Figure 6(a) shows the improved scheme of introducing the IBN-Net module in the CBH module, and Fig. 6(b) and (c) both show the improved scheme of introducing the IBN-Net module in the residual module. The YOLOv5s network structure designed for research is shown in Fig. 7.
The improvement of YOLOv5s network structure in research and design is divided into three parts as a whole. The first part is data sampling and data planning, the second part is image features output during the data sampling stage, and the third part is the head part of YOLOv5s network structure. The implementation process of the algorithm based on improved YOLOv5s network and laser detection fusion designed for research is shown in Fig. 8.
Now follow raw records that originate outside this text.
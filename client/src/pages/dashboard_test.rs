use super::*;

fn filled_form() -> GameForm {
    GameForm {
        name: "  Hades ".to_owned(),
        price: "24.99".to_owned(),
        categories: "Action, ,Roguelike ".to_owned(),
        tags: "indie".to_owned(),
        release_date: "2020-09-17".to_owned(),
        is_published: true,
        ..GameForm::default()
    }
}

#[test]
fn parse_price_accepts_blank_as_free() {
    assert_eq!(parse_price(""), Ok(0.0));
    assert_eq!(parse_price("   "), Ok(0.0));
}

#[test]
fn parse_price_accepts_non_negative_numbers() {
    assert_eq!(parse_price("0"), Ok(0.0));
    assert_eq!(parse_price(" 19.5 "), Ok(19.5));
}

#[test]
fn parse_price_rejects_negative_and_garbage() {
    for raw in ["-1", "abc", "NaN", "inf"] {
        assert_eq!(parse_price(raw), Err("Price must be a non-negative number"), "raw={raw}");
    }
}

#[test]
fn normalize_list_trims_and_joins() {
    assert_eq!(normalize_list(" Action,RPG ,, Indie"), "Action, RPG, Indie");
    assert_eq!(normalize_list(""), "");
}

#[test]
fn to_input_builds_payload() {
    let input = filled_form().to_input().expect("valid form");
    assert_eq!(input.name, "Hades");
    assert!((input.price - 24.99).abs() < f64::EPSILON);
    assert_eq!(input.categories, "Action, Roguelike");
    assert_eq!(input.release_date.as_deref(), Some("2020-09-17"));
    assert!(input.is_published);
    assert!(!input.is_featured);
}

#[test]
fn to_input_requires_name() {
    let form = GameForm { name: "  ".to_owned(), ..filled_form() };
    assert_eq!(form.to_input(), Err("Name is required"));
}

#[test]
fn to_input_rejects_bad_price() {
    let form = GameForm { price: "-3".to_owned(), ..filled_form() };
    assert_eq!(form.to_input(), Err("Price must be a non-negative number"));
}

#[test]
fn to_input_omits_blank_release_date() {
    let form = GameForm { release_date: " ".to_owned(), ..filled_form() };
    assert_eq!(form.to_input().expect("valid form").release_date, None);
}

#[test]
fn from_game_prefills_every_field() {
    let game: Game = serde_json::from_value(serde_json::json!({
        "gameId": 3,
        "name": "Celeste",
        "price": 19.99,
        "developer": "Maddy Makes Games",
        "tags": "platformer",
        "releaseDate": "2018-01-25T00:00:00",
        "isFeatured": true
    }))
    .expect("valid game json");

    let form = GameForm::from_game(&game);
    assert_eq!(form.name, "Celeste");
    assert_eq!(form.price, "19.99");
    assert_eq!(form.developer, "Maddy Makes Games");
    assert_eq!(form.publisher, "");
    assert_eq!(form.release_date, "2018-01-25");
    assert!(form.is_featured);
    assert_eq!(form.to_input().expect("round trips").tags, "platformer");
}

#[test]
fn delete_needs_request_then_confirm() {
    let armed = DeleteConfirm::default().request();
    assert_eq!(armed, DeleteConfirm::Armed);
    assert_eq!(armed.confirm(), (DeleteConfirm::Idle, true));
}

#[test]
fn confirm_without_request_does_not_delete() {
    assert_eq!(DeleteConfirm::Idle.confirm(), (DeleteConfirm::Idle, false));
}

#[test]
fn cancel_disarms_the_row() {
    let state = DeleteConfirm::Idle.request().cancel();
    assert_eq!(state, DeleteConfirm::Idle);
    assert_eq!(state.confirm(), (DeleteConfirm::Idle, false));
}
//! Route guard components wrapping routed regions.
//!
//! SYSTEM CONTEXT
//! ==============
//! Both wrappers re-evaluate `util::guard` against the shared session signal
//! on every change and either render their children, render nothing, or
//! replace the current history entry with a redirect.

use leptos::prelude::*;
use leptos_router::NavigateOptions;
use leptos_router::components::Redirect;

use crate::state::session::{AppSession, Capability};
use crate::util::guard::{GuardDecision, evaluate, evaluate_login_route};

/// Render `children` only for a signed-in user holding `requires`
/// (any signed-in user when omitted).
#[component]
pub fn Protected(#[prop(optional)] requires: Option<Capability>, children: ChildrenFn) -> impl IntoView {
    let state = expect_context::<AppSession>().state();
    let decision = Memo::new(move |_| state.with(|s| evaluate(s, requires)));
    render_decision(decision, children)
}

/// Render `children` only for signed-out visitors; used by the sign-in page.
#[component]
pub fn GuestOnly(children: ChildrenFn) -> impl IntoView {
    let state = expect_context::<AppSession>().state();
    let decision = Memo::new(move |_| state.with(evaluate_login_route));
    render_decision(decision, children)
}

fn render_decision(decision: Memo<GuardDecision>, children: ChildrenFn) -> impl IntoView {
    move || {
        let decision = decision.get();
        match decision.redirect_target() {
            Some(path) => {
                log::debug!("guard: {decision:?} -> {path}");
                view! { <Redirect path=path options=NavigateOptions { replace: true, ..NavigateOptions::default() } /> }
                    .into_any()
            }
            None if decision == GuardDecision::Render => children().into_any(),
            None => ().into_any(),
        }
    }
}
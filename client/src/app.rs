//! Root application component with routing and context providers.
//!
//! SYSTEM CONTEXT
//! ==============
//! `App` creates the one `AppSession`, provides it through context and
//! launches the startup probe on mount. The whole route tree sits under a
//! `SessionGate` parent route, so no page renders until that probe settles.

use leptos::prelude::*;
use leptos_meta::{MetaTags, Stylesheet, Title, provide_meta_context};
use leptos_router::{
    NavigateOptions, ParamSegment, StaticSegment,
    components::{Outlet, ParentRoute, Redirect, Route, Router, Routes},
};

use crate::components::main_layout::MainLayout;
use crate::components::protected::{GuestOnly, Protected};
use crate::components::session_gate::SessionGate;
use crate::net::api::HttpApi;
use crate::pages::{
    dashboard::DashboardPage, friends::FriendsPage, game::GamePage, home::HomePage, login::LoginPage,
    profile::ProfilePage,
};
use crate::state::bootstrap::Bootstrap;
use crate::state::session::{AppSession, Capability};
use crate::util::guard::HOME_ROUTE;

/// HTML shell rendered on the server for SSR + hydration.
pub fn shell(options: LeptosOptions) -> impl IntoView {
    view! {
        <!DOCTYPE html>
        <html lang="en">
            <head>
                <meta charset="utf-8"/>
                <meta name="viewport" content="width=device-width, initial-scale=1"/>
                <AutoReload options=options.clone()/>
                <HydrationScripts options/>
                <MetaTags/>
            </head>
            <body>
                <App/>
            </body>
        </html>
    }
}

/// Root application component.
#[component]
pub fn App() -> impl IntoView {
    provide_meta_context();

    let session = AppSession::new(HttpApi);
    let bootstrap = Bootstrap::new(&session);
    provide_context(session);

    // Effects only run in the browser, after mount.
    Effect::new(move || bootstrap.launch());

    view! {
        <Stylesheet id="leptos" href="/pkg/storefront.css"/>
        <Title text="Storefront"/>

        <Router>
            <Routes fallback=|| "Page not found.".into_view()>
                <ParentRoute path=StaticSegment("") view=GatedOutlet>
                    <Route path=StaticSegment("login") view=LoginRoute/>
                    <ParentRoute path=StaticSegment("") view=MainLayout>
                        <Route path=StaticSegment("") view=RedirectHome/>
                        <Route path=StaticSegment("home") view=HomePage/>
                        <Route path=(StaticSegment("game"), ParamSegment("id")) view=GamePage/>
                        <Route path=StaticSegment("dashboard") view=DashboardRoute/>
                        <Route path=StaticSegment("profile") view=ProfileRoute/>
                        <Route path=StaticSegment("friends") view=FriendsRoute/>
                    </ParentRoute>
                </ParentRoute>
            </Routes>
        </Router>
    }
}

#[component]
fn GatedOutlet() -> impl IntoView {
    view! {
        <SessionGate>
            <Outlet/>
        </SessionGate>
    }
}

#[component]
fn RedirectHome() -> impl IntoView {
    view! { <Redirect path=HOME_ROUTE options=NavigateOptions { replace: true, ..NavigateOptions::default() }/> }
}

#[component]
fn LoginRoute() -> impl IntoView {
    view! {
        <GuestOnly>
            <LoginPage/>
        </GuestOnly>
    }
}

#[component]
fn DashboardRoute() -> impl IntoView {
    view! {
        <Protected requires=Capability::Admin>
            <DashboardPage/>
        </Protected>
    }
}

#[component]
fn ProfileRoute() -> impl IntoView {
    view! {
        <Protected>
            <ProfilePage/>
        </Protected>
    }
}

#[component]
fn FriendsRoute() -> impl IntoView {
    view! {
        <Protected>
            <FriendsPage/>
        </Protected>
    }
}
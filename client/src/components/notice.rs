//! Inline feedback banner for page actions.

use leptos::prelude::*;

#[derive(Clone, Copy, Debug, PartialEq, Eq)]
pub enum NoticeKind {
    Success,
    Info,
    Warning,
    Error,
}

impl NoticeKind {
    fn class(self) -> &'static str {
        match self {
            Self::Success => "notice notice--success",
            Self::Info => "notice notice--info",
            Self::Warning => "notice notice--warning",
            Self::Error => "notice notice--error",
        }
    }
}

/// One feedback message.
#[derive(Clone, Debug, PartialEq, Eq)]
pub struct Notice {
    pub kind: NoticeKind,
    pub text: String,
}

impl Notice {
    pub fn success(text: impl Into<String>) -> Self {
        Self { kind: NoticeKind::Success, text: text.into() }
    }

    pub fn info(text: impl Into<String>) -> Self {
        Self { kind: NoticeKind::Info, text: text.into() }
    }

    pub fn warning(text: impl Into<String>) -> Self {
        Self { kind: NoticeKind::Warning, text: text.into() }
    }

    pub fn error(text: impl Into<String>) -> Self {
        Self { kind: NoticeKind::Error, text: text.into() }
    }
}

/// Render the current notice, if any, with a dismiss button.
#[component]
pub fn NoticeBanner(notice: RwSignal<Option<Notice>>) -> impl IntoView {
    move || {
        notice.get().map(|current| {
            view! {
                <div class=current.kind.class() role="status">
                    <span class="notice__text">{current.text}</span>
                    <button class="notice__dismiss" aria-label="Dismiss" on:click=move |_| notice.set(None)>
                        "✕"
                    </button>
                </div>
            }
        })
    }
}
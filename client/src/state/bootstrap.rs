//! One-shot startup probe of the session cookie.
//!
//! SYSTEM CONTEXT
//! ==============
//! `App` builds a [`Bootstrap`] next to the session store and launches it on
//! mount. The routed UI stays behind `SessionGate` until the probe settles, so
//! no route ever sees the pre-probe "signed out" default.

#[cfg(test)]
#[path = "bootstrap_test.rs"]
mod bootstrap_test;

use std::future::Future;
use std::sync::Arc;
use std::sync::atomic::{AtomicBool, Ordering};

use crate::net::api::AuthApi;
use crate::state::session::SessionStore;

/// Runs the initial `check_auth` at most once per application instance.
pub struct Bootstrap<A> {
    session: SessionStore<A>,
    started: Arc<AtomicBool>,
}

impl<A> Clone for Bootstrap<A> {
    fn clone(&self) -> Self {
        Self { session: self.session.clone(), started: Arc::clone(&self.started) }
    }
}

impl<A: AuthApi + 'static> Bootstrap<A> {
    #[must_use]
    pub fn new(session: &SessionStore<A>) -> Self {
        Self { session: session.clone(), started: Arc::new(AtomicBool::new(false)) }
    }

    /// Whether the startup probe has been handed out.
    #[must_use]
    pub fn started(&self) -> bool {
        self.started.load(Ordering::SeqCst)
    }

    /// The startup probe on the first call, `None` on every later call
    /// (including calls through clones).
    pub fn start(&self) -> Option<impl Future<Output = ()> + use<A>> {
        if self.started.compare_exchange(false, true, Ordering::SeqCst, Ordering::SeqCst).is_err() {
            return None;
        }
        let session = self.session.clone();
        Some(async move { session.check_auth().await })
    }

    /// Spawn the startup probe on the browser event loop. A no-op during SSR,
    /// where the shell always renders the pre-probe placeholder.
    pub fn launch(&self) {
        #[cfg(feature = "hydrate")]
        if let Some(probe) = self.start() {
            log::debug!("bootstrap: probing session");
            leptos::task::spawn_local(probe);
        }
    }
}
When implementing this algorithm, it is necessary to first initialize the basketball robot, install the Ubuntu system and Robot Operating System (ROS), and arrange sensors and cameras. After completing the robot debugging, you can start collecting data and preparing for algorithm training. The collected raw data still needs to be preprocessed before it can be used for algorithm training. The training of the algorithm is divided into two parts. The first part is the pre training of the model, and the second part is the transfer training of the model. After the training is completed, the laser detection results are fused with the detection results of the YOLOv5s network, and the detection targets of the two are judged to be the same. After determining whether they are the same target, the target detection effect is judged. If they meet the requirements, the results are output. If they do not meet the requirements, the algorithm model is retrained.